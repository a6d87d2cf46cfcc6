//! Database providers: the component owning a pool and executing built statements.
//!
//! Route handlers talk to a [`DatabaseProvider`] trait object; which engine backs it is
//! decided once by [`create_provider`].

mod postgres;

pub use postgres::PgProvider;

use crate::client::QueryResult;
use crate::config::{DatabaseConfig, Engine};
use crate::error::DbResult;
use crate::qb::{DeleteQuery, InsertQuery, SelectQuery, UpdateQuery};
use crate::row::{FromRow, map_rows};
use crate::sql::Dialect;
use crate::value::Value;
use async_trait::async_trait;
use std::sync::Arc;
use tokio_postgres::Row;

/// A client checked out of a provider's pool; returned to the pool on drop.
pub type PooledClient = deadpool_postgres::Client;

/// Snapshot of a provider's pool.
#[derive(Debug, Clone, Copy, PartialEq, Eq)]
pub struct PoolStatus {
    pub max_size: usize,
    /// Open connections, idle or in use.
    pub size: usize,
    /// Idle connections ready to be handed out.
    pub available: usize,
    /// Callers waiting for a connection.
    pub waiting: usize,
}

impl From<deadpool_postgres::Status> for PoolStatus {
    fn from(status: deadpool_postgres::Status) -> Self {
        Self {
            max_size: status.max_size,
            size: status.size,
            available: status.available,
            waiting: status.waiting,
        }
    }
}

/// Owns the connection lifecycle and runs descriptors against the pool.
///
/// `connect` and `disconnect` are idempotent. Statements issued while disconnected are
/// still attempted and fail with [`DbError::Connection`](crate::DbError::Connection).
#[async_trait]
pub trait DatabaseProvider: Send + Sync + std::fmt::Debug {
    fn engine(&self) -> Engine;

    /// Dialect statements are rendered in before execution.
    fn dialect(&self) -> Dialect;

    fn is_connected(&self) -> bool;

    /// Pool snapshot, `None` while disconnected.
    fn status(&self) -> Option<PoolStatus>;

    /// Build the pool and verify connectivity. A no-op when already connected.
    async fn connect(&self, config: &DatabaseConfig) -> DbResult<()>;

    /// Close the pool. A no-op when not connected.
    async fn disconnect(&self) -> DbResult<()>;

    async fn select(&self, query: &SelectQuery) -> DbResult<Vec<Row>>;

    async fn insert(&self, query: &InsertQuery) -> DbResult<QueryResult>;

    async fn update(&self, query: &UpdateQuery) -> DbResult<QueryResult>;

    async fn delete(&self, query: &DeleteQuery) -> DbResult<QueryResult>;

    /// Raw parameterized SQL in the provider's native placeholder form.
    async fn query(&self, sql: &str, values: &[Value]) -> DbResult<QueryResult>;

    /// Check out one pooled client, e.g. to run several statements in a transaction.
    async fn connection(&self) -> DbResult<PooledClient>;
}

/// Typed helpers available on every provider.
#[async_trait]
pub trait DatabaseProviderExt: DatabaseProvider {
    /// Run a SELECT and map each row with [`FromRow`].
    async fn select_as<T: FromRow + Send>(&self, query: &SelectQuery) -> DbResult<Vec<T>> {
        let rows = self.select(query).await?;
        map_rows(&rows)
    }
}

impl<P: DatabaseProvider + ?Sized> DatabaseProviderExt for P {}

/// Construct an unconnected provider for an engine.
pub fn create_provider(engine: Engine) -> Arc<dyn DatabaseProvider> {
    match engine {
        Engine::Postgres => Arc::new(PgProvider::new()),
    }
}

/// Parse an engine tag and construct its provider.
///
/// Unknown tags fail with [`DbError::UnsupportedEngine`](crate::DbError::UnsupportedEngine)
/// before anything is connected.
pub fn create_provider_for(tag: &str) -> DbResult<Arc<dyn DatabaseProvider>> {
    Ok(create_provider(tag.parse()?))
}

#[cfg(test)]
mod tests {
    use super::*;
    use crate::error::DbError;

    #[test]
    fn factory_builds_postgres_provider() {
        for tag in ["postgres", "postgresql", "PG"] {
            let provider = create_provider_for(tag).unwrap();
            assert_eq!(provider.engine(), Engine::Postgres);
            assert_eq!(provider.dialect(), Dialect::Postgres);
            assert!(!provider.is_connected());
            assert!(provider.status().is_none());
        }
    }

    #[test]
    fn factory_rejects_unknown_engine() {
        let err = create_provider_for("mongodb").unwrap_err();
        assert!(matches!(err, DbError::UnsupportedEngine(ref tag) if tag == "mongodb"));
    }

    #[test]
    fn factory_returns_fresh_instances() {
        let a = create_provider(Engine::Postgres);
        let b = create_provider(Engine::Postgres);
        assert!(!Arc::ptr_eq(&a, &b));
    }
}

* * *

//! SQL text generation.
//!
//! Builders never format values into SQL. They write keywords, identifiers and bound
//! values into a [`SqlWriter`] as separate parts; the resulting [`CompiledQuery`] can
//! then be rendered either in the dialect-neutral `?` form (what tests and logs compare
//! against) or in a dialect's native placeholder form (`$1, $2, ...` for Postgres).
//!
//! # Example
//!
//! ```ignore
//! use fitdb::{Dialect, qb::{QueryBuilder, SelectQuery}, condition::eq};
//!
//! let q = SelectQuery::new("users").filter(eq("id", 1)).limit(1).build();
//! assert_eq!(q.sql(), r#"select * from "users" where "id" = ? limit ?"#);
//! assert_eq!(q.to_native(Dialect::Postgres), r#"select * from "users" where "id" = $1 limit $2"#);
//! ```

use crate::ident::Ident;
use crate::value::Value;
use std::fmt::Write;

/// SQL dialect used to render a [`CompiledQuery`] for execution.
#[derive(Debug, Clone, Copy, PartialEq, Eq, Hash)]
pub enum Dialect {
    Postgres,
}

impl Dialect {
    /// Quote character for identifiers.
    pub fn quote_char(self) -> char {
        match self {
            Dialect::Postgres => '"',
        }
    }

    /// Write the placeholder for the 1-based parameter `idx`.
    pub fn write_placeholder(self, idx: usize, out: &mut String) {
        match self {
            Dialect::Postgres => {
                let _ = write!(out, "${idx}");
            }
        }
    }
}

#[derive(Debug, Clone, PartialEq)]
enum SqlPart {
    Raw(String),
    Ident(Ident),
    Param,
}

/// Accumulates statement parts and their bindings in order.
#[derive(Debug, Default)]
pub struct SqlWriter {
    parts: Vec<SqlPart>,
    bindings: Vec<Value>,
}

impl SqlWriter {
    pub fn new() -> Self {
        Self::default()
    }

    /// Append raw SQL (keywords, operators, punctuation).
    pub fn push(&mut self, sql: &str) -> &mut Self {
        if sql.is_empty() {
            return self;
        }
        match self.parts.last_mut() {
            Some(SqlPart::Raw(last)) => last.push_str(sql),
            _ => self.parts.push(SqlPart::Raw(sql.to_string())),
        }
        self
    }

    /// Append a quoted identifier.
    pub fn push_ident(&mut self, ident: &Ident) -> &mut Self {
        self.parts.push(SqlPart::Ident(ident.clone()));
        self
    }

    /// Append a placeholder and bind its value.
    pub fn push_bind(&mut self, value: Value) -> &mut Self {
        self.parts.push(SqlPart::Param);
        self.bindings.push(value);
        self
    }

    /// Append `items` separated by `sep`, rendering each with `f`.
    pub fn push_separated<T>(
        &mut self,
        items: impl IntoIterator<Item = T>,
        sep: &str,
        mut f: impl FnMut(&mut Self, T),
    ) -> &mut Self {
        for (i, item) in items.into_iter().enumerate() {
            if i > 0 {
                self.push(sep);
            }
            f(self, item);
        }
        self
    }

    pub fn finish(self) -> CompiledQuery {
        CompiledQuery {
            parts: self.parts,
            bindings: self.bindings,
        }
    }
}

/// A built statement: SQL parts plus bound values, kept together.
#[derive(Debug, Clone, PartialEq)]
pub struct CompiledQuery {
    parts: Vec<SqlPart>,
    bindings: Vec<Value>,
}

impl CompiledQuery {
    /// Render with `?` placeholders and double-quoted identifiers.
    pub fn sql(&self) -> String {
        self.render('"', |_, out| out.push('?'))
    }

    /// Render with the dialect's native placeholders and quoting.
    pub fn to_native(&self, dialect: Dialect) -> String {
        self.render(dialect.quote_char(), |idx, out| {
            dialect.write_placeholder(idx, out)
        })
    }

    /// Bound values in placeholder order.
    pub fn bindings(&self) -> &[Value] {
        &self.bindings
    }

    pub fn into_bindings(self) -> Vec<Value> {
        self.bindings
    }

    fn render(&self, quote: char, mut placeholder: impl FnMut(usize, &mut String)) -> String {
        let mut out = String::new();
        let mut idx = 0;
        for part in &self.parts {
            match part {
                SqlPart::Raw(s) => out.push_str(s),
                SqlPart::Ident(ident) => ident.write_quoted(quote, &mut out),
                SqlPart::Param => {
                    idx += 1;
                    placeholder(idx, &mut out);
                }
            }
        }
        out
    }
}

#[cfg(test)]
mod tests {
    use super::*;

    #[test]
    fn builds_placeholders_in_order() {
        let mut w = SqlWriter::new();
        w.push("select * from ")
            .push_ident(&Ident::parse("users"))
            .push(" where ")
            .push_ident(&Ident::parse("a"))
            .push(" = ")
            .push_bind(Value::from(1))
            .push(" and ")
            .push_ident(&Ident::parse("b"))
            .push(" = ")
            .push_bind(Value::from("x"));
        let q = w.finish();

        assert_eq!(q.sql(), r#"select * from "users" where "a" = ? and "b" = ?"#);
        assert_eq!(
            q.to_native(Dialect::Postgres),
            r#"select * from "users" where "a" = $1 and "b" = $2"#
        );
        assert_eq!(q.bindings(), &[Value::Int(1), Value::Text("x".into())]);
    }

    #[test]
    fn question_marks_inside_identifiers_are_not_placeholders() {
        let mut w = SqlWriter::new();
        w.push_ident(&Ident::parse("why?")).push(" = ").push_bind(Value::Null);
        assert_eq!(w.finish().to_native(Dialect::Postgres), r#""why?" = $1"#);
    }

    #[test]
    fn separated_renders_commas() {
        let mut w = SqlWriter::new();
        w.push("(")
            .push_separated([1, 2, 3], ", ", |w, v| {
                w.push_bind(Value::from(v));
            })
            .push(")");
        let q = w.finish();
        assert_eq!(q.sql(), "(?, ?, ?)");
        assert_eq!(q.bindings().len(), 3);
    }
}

--

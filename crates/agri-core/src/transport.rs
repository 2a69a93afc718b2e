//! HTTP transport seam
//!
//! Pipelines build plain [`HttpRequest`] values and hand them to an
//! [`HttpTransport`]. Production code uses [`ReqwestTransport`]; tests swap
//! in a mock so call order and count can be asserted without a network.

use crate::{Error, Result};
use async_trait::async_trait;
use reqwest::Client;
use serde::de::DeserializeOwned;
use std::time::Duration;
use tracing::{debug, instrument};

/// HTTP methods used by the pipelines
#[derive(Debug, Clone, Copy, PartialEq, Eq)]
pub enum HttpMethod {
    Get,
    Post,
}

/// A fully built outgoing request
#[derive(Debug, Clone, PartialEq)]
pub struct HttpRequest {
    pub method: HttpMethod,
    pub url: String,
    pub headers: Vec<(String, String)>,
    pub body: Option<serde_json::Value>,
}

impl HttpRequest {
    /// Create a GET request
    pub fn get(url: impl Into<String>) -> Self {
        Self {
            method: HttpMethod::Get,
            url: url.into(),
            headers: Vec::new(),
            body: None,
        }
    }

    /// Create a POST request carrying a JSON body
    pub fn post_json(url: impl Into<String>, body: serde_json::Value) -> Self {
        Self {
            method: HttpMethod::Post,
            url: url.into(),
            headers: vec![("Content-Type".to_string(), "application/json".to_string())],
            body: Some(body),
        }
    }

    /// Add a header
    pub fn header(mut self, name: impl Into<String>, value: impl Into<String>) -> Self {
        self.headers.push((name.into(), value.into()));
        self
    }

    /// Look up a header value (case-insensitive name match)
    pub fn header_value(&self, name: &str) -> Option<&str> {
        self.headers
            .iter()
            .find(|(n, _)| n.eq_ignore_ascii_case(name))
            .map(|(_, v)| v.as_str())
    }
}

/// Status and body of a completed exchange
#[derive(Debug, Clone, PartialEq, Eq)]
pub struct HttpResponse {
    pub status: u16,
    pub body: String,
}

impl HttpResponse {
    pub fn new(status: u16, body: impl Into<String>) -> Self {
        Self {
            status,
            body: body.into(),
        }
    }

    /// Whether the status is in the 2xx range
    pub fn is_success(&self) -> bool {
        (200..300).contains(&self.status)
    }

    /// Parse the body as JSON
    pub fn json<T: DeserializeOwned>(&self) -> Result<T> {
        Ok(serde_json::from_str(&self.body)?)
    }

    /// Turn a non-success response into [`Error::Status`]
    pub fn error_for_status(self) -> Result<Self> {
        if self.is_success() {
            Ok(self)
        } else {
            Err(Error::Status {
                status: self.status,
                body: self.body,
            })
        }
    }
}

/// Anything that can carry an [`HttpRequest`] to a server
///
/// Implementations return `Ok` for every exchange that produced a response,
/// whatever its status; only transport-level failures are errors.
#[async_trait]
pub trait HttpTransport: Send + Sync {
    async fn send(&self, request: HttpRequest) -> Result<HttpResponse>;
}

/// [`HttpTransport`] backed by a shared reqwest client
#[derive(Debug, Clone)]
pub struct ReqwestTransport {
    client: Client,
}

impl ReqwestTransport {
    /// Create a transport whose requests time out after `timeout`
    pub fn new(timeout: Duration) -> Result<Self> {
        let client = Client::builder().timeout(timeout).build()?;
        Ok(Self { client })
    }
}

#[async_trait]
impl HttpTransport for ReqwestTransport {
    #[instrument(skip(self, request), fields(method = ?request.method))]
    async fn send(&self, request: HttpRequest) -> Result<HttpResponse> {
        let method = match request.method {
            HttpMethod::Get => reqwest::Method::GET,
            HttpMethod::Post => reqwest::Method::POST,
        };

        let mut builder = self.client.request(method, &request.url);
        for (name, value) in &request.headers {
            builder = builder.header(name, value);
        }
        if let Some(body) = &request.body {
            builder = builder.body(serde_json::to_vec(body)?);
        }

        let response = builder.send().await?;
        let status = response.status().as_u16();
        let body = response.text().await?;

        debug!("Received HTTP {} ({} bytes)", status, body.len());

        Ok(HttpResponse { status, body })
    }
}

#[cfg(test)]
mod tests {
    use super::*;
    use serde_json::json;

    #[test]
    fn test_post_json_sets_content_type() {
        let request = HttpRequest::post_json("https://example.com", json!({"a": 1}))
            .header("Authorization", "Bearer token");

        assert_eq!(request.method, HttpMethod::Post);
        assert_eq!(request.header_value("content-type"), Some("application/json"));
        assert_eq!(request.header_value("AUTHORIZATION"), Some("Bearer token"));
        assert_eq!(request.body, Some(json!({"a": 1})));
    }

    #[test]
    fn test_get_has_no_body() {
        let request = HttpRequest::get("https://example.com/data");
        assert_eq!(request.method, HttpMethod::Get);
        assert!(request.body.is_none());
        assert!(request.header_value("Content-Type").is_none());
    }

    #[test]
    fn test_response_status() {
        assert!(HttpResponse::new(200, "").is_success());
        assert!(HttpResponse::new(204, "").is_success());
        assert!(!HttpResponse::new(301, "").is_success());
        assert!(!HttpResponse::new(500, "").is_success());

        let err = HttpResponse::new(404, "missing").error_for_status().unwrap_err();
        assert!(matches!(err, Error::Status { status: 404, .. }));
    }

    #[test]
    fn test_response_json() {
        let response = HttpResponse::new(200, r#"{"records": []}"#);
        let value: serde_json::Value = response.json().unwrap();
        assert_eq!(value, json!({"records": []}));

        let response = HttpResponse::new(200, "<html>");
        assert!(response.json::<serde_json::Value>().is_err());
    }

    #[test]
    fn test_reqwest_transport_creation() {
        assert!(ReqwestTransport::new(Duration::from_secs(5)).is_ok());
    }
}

- **EXERCISE INSTRUCTIONS**
Which lines of the records above hold the word "before"? Copy each of them.

- **ANSWER TO THIS PROBLEM**
    /// Dialect statements are rendered in before execution.
/// before anything is connected.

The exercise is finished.